* Data records:
//! Pratt parser for Abacus expressions.
//!
//! Top-down operator precedence parsing, as described by Vaughan Pratt:
//! each symbol carries semantic code (see [`crate::table`]) and parsing a
//! token stream means running that code for each token, left to right.
//! Nothing builds a tree. Every handler evaluates as it goes and returns
//! either a number or the token that went wrong.

use abacus_lexer::{ErrorKind, Scanner, Symbol, Token};

use crate::operation::{binary_operation, unary_operation};
use crate::table::{binding, binding_power, rule};

/// Deepest nesting of groups and prefix operators before the parser gives
/// up on the expression instead of on its call stack.
const MAX_DEPTH: usize = 256;

/// Expression parser and evaluator.
///
/// Holds a forward-only cursor over one token stream. Once the cursor
/// reaches EOF it stays there: every further read returns the EOF token.
pub struct Parser {
    tokens: Vec<Token>,
    pos: usize,
    depth: usize,
}

impl Parser {
    /// Create a parser for the given tokens. A stream missing its EOF gets one.
    pub fn new(mut tokens: Vec<Token>) -> Self {
        if !tokens.last().is_some_and(Token::is_eof) {
            let column = tokens.last().map_or(0, |t| t.column + t.length);
            tokens.push(Token::new(Symbol::Eof, column, 0));
        }
        Self {
            tokens,
            pos: 0,
            depth: 0,
        }
    }

    /// Scan and evaluate a source string.
    pub fn evaluate(source: &str) -> Result<f64, Vec<Token>> {
        Self::parse(Scanner::scan(source))
    }

    /// Evaluate a token stream.
    ///
    /// On failure returns every error found: the first structural or
    /// numeric error followed by each lexical error token after it.
    pub fn parse(tokens: Vec<Token>) -> Result<f64, Vec<Token>> {
        let mut parser = Parser::new(tokens);
        let result = parser
            .parse_expression(binding::NONE)
            .and_then(|value| parser.expect_consumed(value));

        match result {
            Ok(value) => {
                log::debug!("evaluated to {value}");
                Ok(value)
            }
            Err(error) => {
                let errors = parser.flush(error);
                log::debug!("parse failed with {} error(s)", errors.len());
                Err(errors)
            }
        }
    }

    /// Parse an expression whose operators bind tighter than `rbp`.
    ///
    /// Nesting past [`MAX_DEPTH`] fails on the token that would open the
    /// next level.
    fn parse_expression(&mut self, rbp: u8) -> Result<f64, Token> {
        if self.depth >= MAX_DEPTH {
            let mut token = self.next();
            token.push_error(ErrorKind::OperationRange);
            return Err(token);
        }

        self.depth += 1;
        let result = self.parse_nested(rbp);
        self.depth -= 1;
        result
    }

    fn parse_nested(&mut self, rbp: u8) -> Result<f64, Token> {
        let mut token = self.next();
        let Some(prefix) = rule(token.symbol).prefix else {
            token.push_error(ErrorKind::NotPrefix);
            return Err(token);
        };
        let mut left = prefix(self, token)?;

        while rbp < binding_power(self.peek()) {
            let mut token = self.next();
            let Some(infix) = rule(token.symbol).infix else {
                token.push_error(ErrorKind::NotInfix);
                return Err(token);
            };
            left = infix(self, left, token)?;
        }

        Ok(left)
    }

    /// A successful parse must end at EOF; the first leftover token is the error.
    fn expect_consumed(&mut self, value: f64) -> Result<f64, Token> {
        if self.is_consumed() {
            return Ok(value);
        }

        let mut token = self.next();
        match token.symbol {
            Symbol::Number => token.push_error(ErrorKind::DanglingDigit),
            Symbol::CloseParen => token.push_error(ErrorKind::MismatchedParen),
            Symbol::OpenParen => token.push_error(ErrorKind::NotInfix),
            symbol if symbol.is_operator() => token.push_error(ErrorKind::DanglingOperator),
            // Error tokens already say what is wrong with them.
            _ => {}
        }
        Err(token)
    }

    // =========================================================================
    // Prefix handlers (nud)
    // =========================================================================

    /// EOF in prefix position: the input ran out before an operand.
    pub(crate) fn parse_eof(&mut self, mut token: Token) -> Result<f64, Token> {
        if self.tokens.len() == 1 {
            // Nothing but (possibly) whitespace: the error spans all of it.
            token.length = token.column;
            token.column = 0;
            token.push_error(ErrorKind::EmptyExpression);
        } else {
            token.push_error(ErrorKind::IncompleteExpression);
        }
        Err(token)
    }

    /// A `)` in prefix position was never opened.
    pub(crate) fn parse_close_paren(&mut self, mut token: Token) -> Result<f64, Token> {
        token.push_error(ErrorKind::MismatchedParen);
        Err(token)
    }

    pub(crate) fn parse_number(&mut self, mut token: Token) -> Result<f64, Token> {
        // `7e−3` is written with the minus sign; `str::parse` wants a hyphen.
        let literal = token
            .value
            .as_deref()
            .unwrap_or_default()
            .replace('\u{2212}', "-");

        match literal.parse::<f64>() {
            Ok(number) if number.is_finite() => Ok(number),
            Ok(number) if number.is_infinite() => {
                token.push_error(ErrorKind::NumberRange);
                Err(token)
            }
            _ => {
                token.push_error(ErrorKind::NotANumber);
                Err(token)
            }
        }
    }

    /// Parse a parenthesized group and its closing `)`.
    pub(crate) fn parse_grouping(&mut self, mut token: Token) -> Result<f64, Token> {
        if self.peek() == Symbol::CloseParen {
            token.push_error(ErrorKind::EmptyParens);
            return Err(token);
        }

        let value = self.parse_expression(binding::NONE)?;

        if self.peek() != Symbol::CloseParen {
            token.push_error(ErrorKind::MismatchedParen);
            return Err(token);
        }
        self.next(); // consume `)`
        Ok(value)
    }

    /// Prefix `+`, `−`, and `√`: parse the operand at the operator's own
    /// binding power, then apply.
    pub(crate) fn parse_unary(&mut self, mut token: Token) -> Result<f64, Token> {
        let operand = self.parse_expression(binding_power(token.symbol))?;
        let Some(operation) = unary_operation(token.symbol) else {
            token.push_error(ErrorKind::NotPrefix);
            return Err(token);
        };
        settle(token, operation(operand))
    }

    // =========================================================================
    // Infix handlers (led)
    // =========================================================================

    /// Left-associative binary operator: `8 − 4 − 2` is `(8 − 4) − 2`.
    pub(crate) fn parse_left(&mut self, left: f64, token: Token) -> Result<f64, Token> {
        let rbp = binding_power(token.symbol);
        self.parse_binary(left, token, rbp)
    }

    /// Right-associative binary operator: `2 ^ 2 ^ 3` is `2 ^ (2 ^ 3)`.
    pub(crate) fn parse_right(&mut self, left: f64, token: Token) -> Result<f64, Token> {
        let rbp = binding_power(token.symbol) - 1;
        self.parse_binary(left, token, rbp)
    }

    /// Postfix `%` and `!` apply to the value on their left.
    pub(crate) fn parse_postfix(&mut self, left: f64, mut token: Token) -> Result<f64, Token> {
        let Some(operation) = unary_operation(token.symbol) else {
            token.push_error(ErrorKind::NotInfix);
            return Err(token);
        };
        settle(token, operation(left))
    }

    fn parse_binary(&mut self, left: f64, mut token: Token, rbp: u8) -> Result<f64, Token> {
        let right = self.parse_expression(rbp)?;
        let Some(operation) = binary_operation(token.symbol) else {
            token.push_error(ErrorKind::NotInfix);
            return Err(token);
        };
        settle(token, operation(left, right))
    }

    // =========================================================================
    // Cursor
    // =========================================================================

    /// Consume and return the next token. Sticks at EOF.
    fn next(&mut self) -> Token {
        let end = self.end();
        if self.pos >= end {
            return self.tokens[end].clone();
        }
        let token = self.tokens[self.pos].clone();
        self.pos += 1;
        token
    }

    fn peek(&self) -> Symbol {
        self.tokens[self.pos].symbol
    }

    fn is_consumed(&self) -> bool {
        self.pos >= self.end()
    }

    fn end(&self) -> usize {
        self.tokens.len() - 1
    }

    /// Drain the rest of the stream, collecting lexical errors after `error`.
    fn flush(&mut self, error: Token) -> Vec<Token> {
        let mut errors = vec![error];
        while !self.is_consumed() {
            let token = self.next();
            if token.is_error() {
                errors.push(token);
            }
        }
        errors
    }
}

/// Attach an operation's outcome to its operator token.
fn settle(mut token: Token, outcome: Result<f64, ErrorKind>) -> Result<f64, Token> {
    match outcome {
        Ok(value) if value.is_finite() => Ok(value),
        Ok(_) => {
            token.push_error(ErrorKind::OperationRange);
            Err(token)
        }
        Err(kind) => {
            token.push_error(kind);
            Err(token)
        }
    }
}
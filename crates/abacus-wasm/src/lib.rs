//! WASM bindings for the Abacus expression engine.
//!
//! Exposes `evaluate()` and `scan()` to JavaScript via wasm-bindgen. The
//! keypad UI owns its text buffer and only calls in here when the user
//! presses `=`.

use wasm_bindgen::prelude::*;

/// Evaluate an expression.
///
/// Returns a JS object `{ ok: boolean, text: string }`. When `ok` is true,
/// `text` is the result; otherwise it is the three-line diagnostic, meant
/// to be shown with preserved line breaks.
#[wasm_bindgen]
pub fn evaluate(source: &str) -> Result<JsValue, JsError> {
    let (ok, text) = match abacus_format::evaluate_expression(source) {
        Ok(result) => (true, result),
        Err(diagnostic) => (false, diagnostic),
    };

    let js_obj = js_sys::Object::new();
    js_sys::Reflect::set(&js_obj, &"ok".into(), &ok.into())
        .map_err(|_| JsError::new("Failed to set ok property"))?;
    js_sys::Reflect::set(&js_obj, &"text".into(), &text.into())
        .map_err(|_| JsError::new("Failed to set text property"))?;

    Ok(js_obj.into())
}

/// Scan an expression into an array of token objects
/// `{ symbol, value, message, column, length }`.
#[wasm_bindgen]
pub fn scan(source: &str) -> Result<JsValue, JsError> {
    let tokens = abacus_lexer::Scanner::scan(source);
    serde_wasm_bindgen::to_value(&tokens).map_err(|e| JsError::new(&e.to_string()))
}

/// Get the engine version.
#[wasm_bindgen]
pub fn version() -> String {
    env!("CARGO_PKG_VERSION").to_string()
}
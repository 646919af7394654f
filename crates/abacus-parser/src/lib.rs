//! Abacus Parser
//!
//! Evaluates a token stream (from `abacus-lexer`) with a single-pass Pratt
//! parser. There is no syntax tree: handlers compute values as they parse,
//! and failures come back as the list of tokens that explain them.
//!
//! ```
//! use abacus_parser::Parser;
//!
//! assert_eq!(Parser::evaluate("2 ^ 2 ^ 3"), Ok(256.0));
//! let errors = Parser::evaluate("1 / 0").unwrap_err();
//! assert_eq!(errors[0].message, "Cannot divide by zero.");
//! ```

pub mod operation;
pub mod parser;
pub mod table;

pub use parser::Parser;
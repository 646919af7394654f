//! Character and lexeme predicates shared by the scanner and its callers.

use crate::symbol::{Symbol, LOWER_E, NOT_A_NUMBER, UPPER_E};

/// Space, tab, line feed, carriage return, vertical tab, or form feed.
pub fn is_space(ch: char) -> bool {
    matches!(ch, ' ' | '\t' | '\n' | '\r' | '\u{000b}' | '\u{000c}')
}

pub fn is_paren(ch: char) -> bool {
    matches!(ch, '(' | ')')
}

/// A denary digit. Only ASCII `0` through `9` count.
pub fn is_digit(ch: char) -> bool {
    ch.is_ascii_digit()
}

pub fn is_ascii_letter(ch: char) -> bool {
    ch.is_ascii_alphabetic()
}

/// `e` or `E`, the exponent suffix of a floating-point literal.
pub fn is_exponent_suffix(ch: char) -> bool {
    ch == LOWER_E || ch == UPPER_E
}

pub fn is_minus(ch: char) -> bool {
    Symbol::from_char(ch) == Some(Symbol::Subtract)
}

/// Signs allowed between an exponent suffix and its digits.
pub fn is_plus_minus(ch: char) -> bool {
    ch == '+' || is_minus(ch)
}

/// Any operator key, including the prefix `√` and the postfix `%` and `!`.
pub fn is_operator(ch: char) -> bool {
    Symbol::from_char(ch).is_some_and(Symbol::is_operator)
}

/// `NaN`, `undefined`, or `Infinity`.
pub fn is_not_a_number(word: &str) -> bool {
    NOT_A_NUMBER.contains(&word)
}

* Required action: Filter the lines above so that only those with the string "outcome" remain, then copy them.

* Solution to the problem:
/// Attach an operation's outcome to its operator token.
fn settle(mut token: Token, outcome: Result<f64, ErrorKind>) -> Result<f64, Token> {
    match outcome {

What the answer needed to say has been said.